В 1893 г., когда наследнику уже исполнилось 23 года[26], у Государя Александра III появляются первые признаки той болезни, которая осенью 1894 г. унесла его в могилу. Старший по возрасту в роде Романовых, великий князь Михаил Николаевич{248}, обеспокоенный тем, что наследник, быть может, завтрашний император, не женат, а потому не имеет и не может иметь законного мужского потомства, – решается указать Александру III на необходимость наследнику вступить в брак. Царь, признавая в принципе, что это желательно, говорит, что принуждать к этому сына он не желает: «Поговори с ним сам, – говорит он великому князю Михаилу Николаевичу, – тебе это легче, нежели мне».
Великий князь тотчас принимает на себя эту миссию. Беседа его с наследником очень скоро выясняет, что наследник не только согласен вступить в брак, но даже стремится к этому, но желает он жениться на определенной девушке, на брак с которой родители его, по-видимому, не согласны, а без благословения родителей он жениться не может. Девушка же эта – принцесса Алиса Гессенская, к союзу с которой, когда этот вопрос возбуждался в 1890 г. великой княгиней Елизаветой Федоровной, его родители отнеслись отрицательно.
Великий князь Михаил Николаевич, продолжая свои дипломатические переговоры между членами царской семьи, сообщил свой разговор с наследником императору и императрице. Узнав о чувстве сына к принцессе Гессенской, родители его поспешили согласиться на его желание, причем сказали, что если они высказались в 1890 г. против этого брака, то лишь потому, что почитали цесаревича еще слишком молодым для вступления в брак и были убеждены, что его чувство к принцессе Алисе лишь мимолетное детское увлечение, столь часто возникающее между двоюродными и троюродными братьями и сестрами в годы их ранней молодости. Коль скоро, однако, это чувство сохранилось и даже окрепло в течение 4-х лет, то они, конечно, не противятся их браку.

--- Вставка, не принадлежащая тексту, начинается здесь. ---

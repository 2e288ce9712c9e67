//! # 회원 서비스
//!
//! 가입, 프로필 조회/부분 수정, 비밀번호 검증을 담당합니다.
//!
//! ```text
//! MemberService
//! ├── create_member    가입 (bcrypt 해싱, 기본 역할 USER)
//! ├── find_member      프로필 조회
//! ├── update_member    조회 → 병합 → 저장
//! └── verify_password  로그인 자격 증명 확인
//!          │
//!          ▼
//!   dyn MemberRepository (MongoDB + Redis / 메모리)
//! ```

use std::sync::Arc;
use async_trait::async_trait;
use crate::{
    core::errors::{AppError, AppResult},
    core::registry::Service,
    domain::dto::members::{MemberPatchDto, MemberResponse, SignupRequest},
    domain::entities::members::{Member, MemberPatch},
    repositories::members::MemberRepository,
};

pub struct MemberService {
    member_repo: Arc<dyn MemberRepository>,
    bcrypt_cost: u32,
}

fn member_not_found() -> AppError {
    AppError::NotFound("회원을 찾을 수 없습니다".to_string())
}

fn invalid_credentials() -> AppError {
    AppError::AuthenticationError("잘못된 이메일 또는 비밀번호입니다".to_string())
}

impl MemberService {
    pub fn new(member_repo: Arc<dyn MemberRepository>, bcrypt_cost: u32) -> Self {
        Self { member_repo, bcrypt_cost }
    }

    pub async fn create_member(&self, request: SignupRequest) -> AppResult<MemberResponse> {
        let SignupRequest { email, password, name, display_name } = request;

        let hash_start = std::time::Instant::now();
        let password_hash = bcrypt::hash(&password, self.bcrypt_cost)
            .map_err(|e| AppError::InternalError(format!("비밀번호 해싱 실패: {}", e)))?;
        log::debug!("Password hashing took: {:?}", hash_start.elapsed());

        let member = self.member_repo
            .insert(Member::new(email, password_hash, name, display_name))
            .await?;

        log::info!("회원 가입 완료: {}", member.email);

        Ok(MemberResponse::from(member))
    }

    /// 엔티티 그대로 조회합니다. 다른 서비스가 작성자 정보를 얻을 때 사용합니다.
    pub async fn find_verified_member(&self, email: &str) -> AppResult<Member> {
        self.member_repo
            .find_by_email(email)
            .await?
            .ok_or_else(member_not_found)
    }

    pub async fn find_member(&self, email: &str) -> AppResult<MemberResponse> {
        self.find_verified_member(email).await.map(MemberResponse::from)
    }

    pub async fn update_member(&self, email: &str, patch: MemberPatchDto) -> AppResult<MemberResponse> {
        let mut member = self.find_verified_member(email).await?;

        if !member.apply_patch(MemberPatch::from(patch)) {
            log::debug!("회원 정보 변경 없음: {}", email);
            return Ok(MemberResponse::from(member));
        }

        let updated = self.member_repo.update(member).await?;
        log::info!("회원 정보 수정: {}", email);

        Ok(MemberResponse::from(updated))
    }

    /// 이메일과 비밀번호를 확인하고 회원 엔티티를 반환합니다.
    ///
    /// 존재하지 않는 이메일과 틀린 비밀번호는 같은 에러로 응답합니다.
    pub async fn verify_password(&self, email: &str, password: &str) -> AppResult<Member> {
        let member = self.member_repo
            .find_by_email(email)
            .await?
            .ok_or_else(|| {
                log::warn!("로그인 실패 (미가입): {}", email);
                invalid_credentials()
            })?;

        let is_valid = bcrypt::verify(password, &member.password_hash)
            .map_err(|e| AppError::InternalError(format!("비밀번호 검증 실패: {}", e)))?;

        if !is_valid {
            log::warn!("로그인 실패 (비밀번호 불일치): {}", email);
            return Err(invalid_credentials());
        }

        Ok(member)
    }
}

#[async_trait]
impl Service for MemberService {
    fn name(&self) -> &str {
        "member"
    }
}
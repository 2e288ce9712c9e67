//! # DTO ↔ Entity Mappers
//!
//! 요청 DTO를 엔티티/패치로, 엔티티를 응답 DTO로 필드 단위 변환합니다.
//! 시각은 BSON 밀리초 타임스탬프에서 RFC 3339 직렬화용 `chrono::DateTime<Utc>`로 바뀝니다.

pub mod member_mapper;
pub mod community_mapper;

use chrono::{DateTime, Utc};

pub(crate) fn to_utc(dt: mongodb::bson::DateTime) -> DateTime<Utc> {
    DateTime::<Utc>::from_timestamp_millis(dt.timestamp_millis()).unwrap_or_default()
}

#[cfg(test)]
mod tests {
    use super::*;

    #[test]
    fn test_to_utc_keeps_millis() {
        let dt = mongodb::bson::DateTime::from_millis(1_700_000_000_123);
        assert_eq!(to_utc(dt).timestamp_millis(), 1_700_000_000_123);
    }
}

Однако согласие императрицы Марии Федоровны на брак сына с любимой им девушкой, по-видимому, не изменило ее внутреннего отношения к будущей своей невестке. То обстоятельство, что принцесса Гессенская прибыла в Россию и вступила в состав русской Императорской семьи в скорбные дни последних недель жизни тяжело страждущего Александра III, вероятно, еще более отдалило Марию Федоровну от ее заместительницы на роли царствующей Государыни.
6
Отчуждению царицы от петербургского общества значительно содействовала внешняя холодность ее обращения и отсутствие у нее внешней приветливости. Происходила эта холодность, по-видимому, преимущественно от присущей Александре Федоровне необыкновенной застенчивости и испытываемого ею смущения при общении с незнакомыми людьми. Смущение это препятствовало установлению ею простых, непринужденных отношений с лицами, ей представлявшимися, в том числе с так называемыми городскими дамами, а те разносили по городу анекдоты про ее холодность и неприступность.
Надо сказать, что петербургское общество было в этом отношении избаловано с давних пор. Русские императрицы исконно отличались очаровательной любезностью и простотой. Императрица Мария Федоровна обладала чарующей приветливостью и умением сказать каждому ласковое слово. Пробыв в России многие годы на положении супруги наследника престола, она в совершенстве усвоила приемы непринужденного, но одновременно царственного ласково-любезного обращения, причем за это время успела вполне ознакомиться со всем личным составом бюрократического и светского Петербурга. Поэтому во время приемов она знала, о чем говорить с представлявшимся ей, знала, что интересует каждого ее собеседника, положение и родство которого ей были неизменно известны. В результате получалось впечатление, что императрица сама интересуется лицом ей представлявшимся или хотя бы его близкими.
В ином положении очутилась Александра Федоровна. Она оказалась в Петербурге, как в лесу, и, надо сказать правду, не приложила никаких усилий к тому, чтобы разобраться в нем и приобрести симпатии общества. Так, на всех парадных вечерах и приемах Мария Федоровна обходила собравшихся и продолжительно с ними беседовала, а Александра Федоровна ограничивалась разговорами с приближенными и стремилась скорее удалиться во внутренние покои.
Обстоятельство это обратило на себя внимание общества. Отзвук этого имеется в дневнике того же ст[атс]-секретаря Половцова. Под 6-м мая 1902 г. там записано: «После завтрака (во дворце по случаю царских именин) обыкновенный cercle[27], совершаемый Марией Федоровной в назидание молодых величеств, остающихся в углах и разговаривающих лишь с двумя-тремя приближенными…»
Внешняя холодность Александры Федоровны неизменно приписывалась будто бы присущей ей надменности. Между тем именно надменности у нее не было. Было у нее сильно развитое чувство собственного царского достоинства и немалая доза почти болезненно щепетильного самолюбия, но надменность ей была совершенно чужда.